A service involves offering your assistance to someone else for a fee. To make money from your service, you ideally want to provide some skill to others that they either can’t or won’t do themselves. And you want to keep providing this benefit to them at a high quality over and over again. Like products, services are in abundance, especially in the knowledge economy. From hairdressers to construction workers to consultants to teachers, people with lucrative skills can earn good money for their time.
  • Pros: If you have a skill in high demand or a skill that very few others have, you can get paid a lot!
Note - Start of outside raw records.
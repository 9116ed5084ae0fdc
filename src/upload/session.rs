use crate::logging::lock_recover;
use crate::transfer::{BandwidthSampler, STREAMING_THRESHOLD, TransferSession, TransferState};
use crate::upload::{FileDescriptor, Result, UploadError, UploadId, registry::UploadRegistry};
use std::net::SocketAddr;
use std::sync::{Arc, Mutex, MutexGuard};
use std::time::{Instant, SystemTime};

#[derive(Debug, Clone, Copy, PartialEq, Eq)]
pub enum UploadStatus {
    Uploading,
    Complete,
    Cancelled,
}

#[derive(Debug)]
pub(crate) struct SessionInner {
    pub(crate) status: UploadStatus,
    bytes_sent: u64,
    sampler: BandwidthSampler,
}

/// One file being served to one peer. Counted in the registry's aggregate until it reaches a
/// terminal status.
#[derive(Debug)]
pub struct PeerUploadSession {
    id: UploadId,
    file: FileDescriptor,
    peer: SocketAddr,
    created_at: SystemTime,
    registry: Arc<UploadRegistry>,
    inner: Mutex<SessionInner>,
}

impl PeerUploadSession {
    /// Create a session and register it with `registry`.
    pub fn start(
        registry: &Arc<UploadRegistry>,
        file: FileDescriptor,
        peer: SocketAddr,
    ) -> Arc<Self> {
        let session = Arc::new(Self {
            id: UploadId::next(),
            file,
            peer,
            created_at: SystemTime::now(),
            registry: registry.clone(),
            inner: Mutex::new(SessionInner {
                status: UploadStatus::Uploading,
                bytes_sent: 0,
                sampler: BandwidthSampler::default(),
            }),
        });
        registry.register(&session);
        tracing::debug!(
            id = %session.id,
            peer = %session.peer,
            file = %session.file.display_name,
            "upload started"
        );
        session
    }

    pub(crate) fn lock(&self) -> MutexGuard<'_, SessionInner> {
        lock_recover(&self.inner, "upload session")
    }

    pub fn id(&self) -> UploadId {
        self.id
    }

    pub fn file(&self) -> &FileDescriptor {
        &self.file
    }

    pub fn peer(&self) -> SocketAddr {
        self.peer
    }

    pub fn created_at(&self) -> SystemTime {
        self.created_at
    }

    pub fn status(&self) -> UploadStatus {
        self.lock().status
    }

    pub fn bytes_sent(&self) -> u64 {
        self.lock().bytes_sent
    }

    pub fn add_bytes_sent(&self, n: u64) -> Result<()> {
        self.add_bytes_sent_at(n, Instant::now())
    }

    /// Record `n` more bytes sent at `now` and fold them into the speed sample.
    pub fn add_bytes_sent_at(&self, n: u64, now: Instant) -> Result<()> {
        let mut inner = self.lock();
        if inner.status != UploadStatus::Uploading {
            return Err(UploadError::NotUploading {
                id: self.id,
                status: inner.status,
            });
        }
        let attempted = inner.bytes_sent.saturating_add(n);
        if attempted > self.file.size {
            return Err(UploadError::Overrun {
                id: self.id,
                size: self.file.size,
                attempted,
            });
        }
        inner.bytes_sent = attempted;
        inner.sampler.update(attempted, now);
        Ok(())
    }

    pub fn upload_speed(&self) -> u64 {
        self.upload_speed_at(Instant::now())
    }

    /// Zero once everything is sent or the sample has gone stale.
    pub fn upload_speed_at(&self, now: Instant) -> u64 {
        let inner = self.lock();
        self.speed_locked(&inner, now)
    }

    pub(crate) fn speed_locked(&self, inner: &SessionInner, now: Instant) -> u64 {
        if inner.bytes_sent >= self.file.size {
            return 0;
        }
        inner.sampler.rate_at(now, self.registry.stall_after())
    }

    /// Terminal success; leaves the registry in the same step.
    pub fn complete(&self) {
        let changed = self.registry.finish_session(self.id, || {
            let mut inner = self.lock();
            if inner.status == UploadStatus::Uploading {
                inner.status = UploadStatus::Complete;
                true
            } else {
                false
            }
        });
        if changed {
            tracing::debug!(id = %self.id, bytes = self.bytes_sent(), "upload complete");
        }
    }

    /// Abort the upload. A completed upload stays complete.
    pub fn remove(&self) {
        let changed = self.registry.finish_session(self.id, || {
            let mut inner = self.lock();
            if inner.status == UploadStatus::Uploading {
                inner.status = UploadStatus::Cancelled;
                true
            } else {
                false
            }
        });
        if changed {
            tracing::debug!(id = %self.id, bytes = self.bytes_sent(), "upload cancelled");
        }
    }
}

impl TransferSession for PeerUploadSession {
    fn display_name(&self) -> String {
        self.file.display_name.clone()
    }

    fn size(&self) -> u64 {
        self.file.size
    }

    fn bytes_transferred(&self) -> u64 {
        self.bytes_sent()
    }

    fn speed(&self) -> u64 {
        self.upload_speed()
    }

    fn state(&self) -> TransferState {
        let inner = self.lock();
        match inner.status {
            UploadStatus::Cancelled => TransferState::Cancelled,
            UploadStatus::Complete => TransferState::Complete,
            UploadStatus::Uploading if inner.bytes_sent >= self.file.size => {
                TransferState::Complete
            }
            UploadStatus::Uploading => {
                if self.speed_locked(&inner, Instant::now()) < STREAMING_THRESHOLD {
                    TransferState::Streaming
                } else {
                    TransferState::Uploading
                }
            }
        }
    }

    fn cancel(&self) {
        self.remove();
    }
}

impl Drop for PeerUploadSession {
    fn drop(&mut self) {
        self.registry.forget(self.id);
    }
}

#[cfg(test)]
mod tests {
    use super::*;
    use crate::download::types::ContentId;
    use crate::transfer::ETA_INFINITE;
    use std::time::Duration;

    fn file(size: u64) -> FileDescriptor {
        FileDescriptor {
            content_id: ContentId([3; 16]),
            size,
            display_name: "song.ogg".to_string(),
        }
    }

    fn peer() -> SocketAddr {
        SocketAddr::from(([192, 168, 1, 2], 4662))
    }

    #[test]
    fn speed_reflects_only_the_latest_window() {
        let registry = Arc::new(UploadRegistry::new());
        let s = PeerUploadSession::start(&registry, file(10_000), peer());
        let t0 = Instant::now();

        s.add_bytes_sent_at(500, t0).expect("first");
        assert_eq!(s.upload_speed_at(t0), 0);
        s.add_bytes_sent_at(500, t0 + Duration::from_millis(1000))
            .expect("second");
        assert_eq!(s.upload_speed_at(t0 + Duration::from_millis(1000)), 500);
        assert_eq!(s.bytes_sent(), 1000);
    }

    #[test]
    fn slow_upload_reports_streaming() {
        let registry = Arc::new(UploadRegistry::new());
        let s = PeerUploadSession::start(&registry, file(10_000_000), peer());
        let t0 = Instant::now();
        s.add_bytes_sent_at(1, t0).expect("prime");
        s.add_bytes_sent_at(1000, t0 + Duration::from_secs(1))
            .expect("slow");
        assert_eq!(s.state(), TransferState::Streaming);

        let fast = PeerUploadSession::start(&registry, file(10_000_000), peer());
        fast.add_bytes_sent_at(1, t0).expect("prime");
        fast.add_bytes_sent_at(200_000, t0 + Duration::from_secs(1))
            .expect("fast");
        assert_eq!(fast.state(), TransferState::Uploading);
    }

    #[test]
    fn eta_is_infinite_when_idle_and_progress_hits_100() {
        let registry = Arc::new(UploadRegistry::new());
        let s = PeerUploadSession::start(&registry, file(1000), peer());
        assert_eq!(s.eta_secs(), ETA_INFINITE);
        s.add_bytes_sent(333).expect("send");
        assert_eq!(s.progress(), 33);
        s.add_bytes_sent(667).expect("send rest");
        assert_eq!(s.progress(), 100);
        assert!(s.is_complete());
        assert_eq!(s.upload_speed(), 0);
    }

    #[test]
    fn terminal_sessions_reject_bytes_and_leave_registry() {
        let registry = Arc::new(UploadRegistry::new());
        let a = PeerUploadSession::start(&registry, file(100), peer());
        let b = PeerUploadSession::start(&registry, file(100), peer());
        assert_eq!(registry.len(), 2);

        a.complete();
        assert_eq!(a.status(), UploadStatus::Complete);
        assert_eq!(registry.len(), 1);
        assert!(matches!(
            a.add_bytes_sent(1),
            Err(UploadError::NotUploading { .. })
        ));

        // remove() never downgrades a completed upload
        a.remove();
        assert_eq!(a.status(), UploadStatus::Complete);

        b.remove();
        assert_eq!(b.state(), TransferState::Cancelled);
        b.complete();
        assert_eq!(b.status(), UploadStatus::Cancelled);
        assert!(registry.is_empty());
    }

    #[test]
    fn overrun_is_rejected() {
        let registry = Arc::new(UploadRegistry::new());
        let s = PeerUploadSession::start(&registry, file(10), peer());
        assert!(matches!(
            s.add_bytes_sent(11),
            Err(UploadError::Overrun { attempted: 11, .. })
        ));
        assert_eq!(s.bytes_sent(), 0);
    }

    #[test]
    fn dropping_a_session_unregisters_it() {
        let registry = Arc::new(UploadRegistry::new());
        let s = PeerUploadSession::start(&registry, file(10), peer());
        assert_eq!(registry.len(), 1);
        drop(s);
        assert!(registry.is_empty());
    }
}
  • Cons: If you don’t charge enough for your services, or many people have your skill, you will have to work a lot for not very much money.

Shared Assets

A shared asset is a resource that can be used by many people. Such resources allow the owner to create or purchase the good once and then charge customers for its use. To run a profitable business around shared assets, you need to balance the tradeoff of serving as many customers as you can without affecting the overall quality of the experience too much. Think of a fitness center: a gym typically buys treadmills, ellipticals, free weights, bikes and other equipment and then charges customers for monthly memberships for access to all these shared assets. The key then for Golds Gym or 24 Hour Fitness is to charge their customers enough to maintain and, if needed, replace their assets over time. Finding the right range of customers is the key to making a shared asset model work.
  • Pros: This model provides people access to a lot of assets that they would not have access to otherwise. In addition, many people are willing to pay a lot for access to trendy social spaces.
  • Cons: Because they don’t own the assets, customers have little incentive to treat your resources well. Make sure you have enough cash on hand for quick fixes if necessary.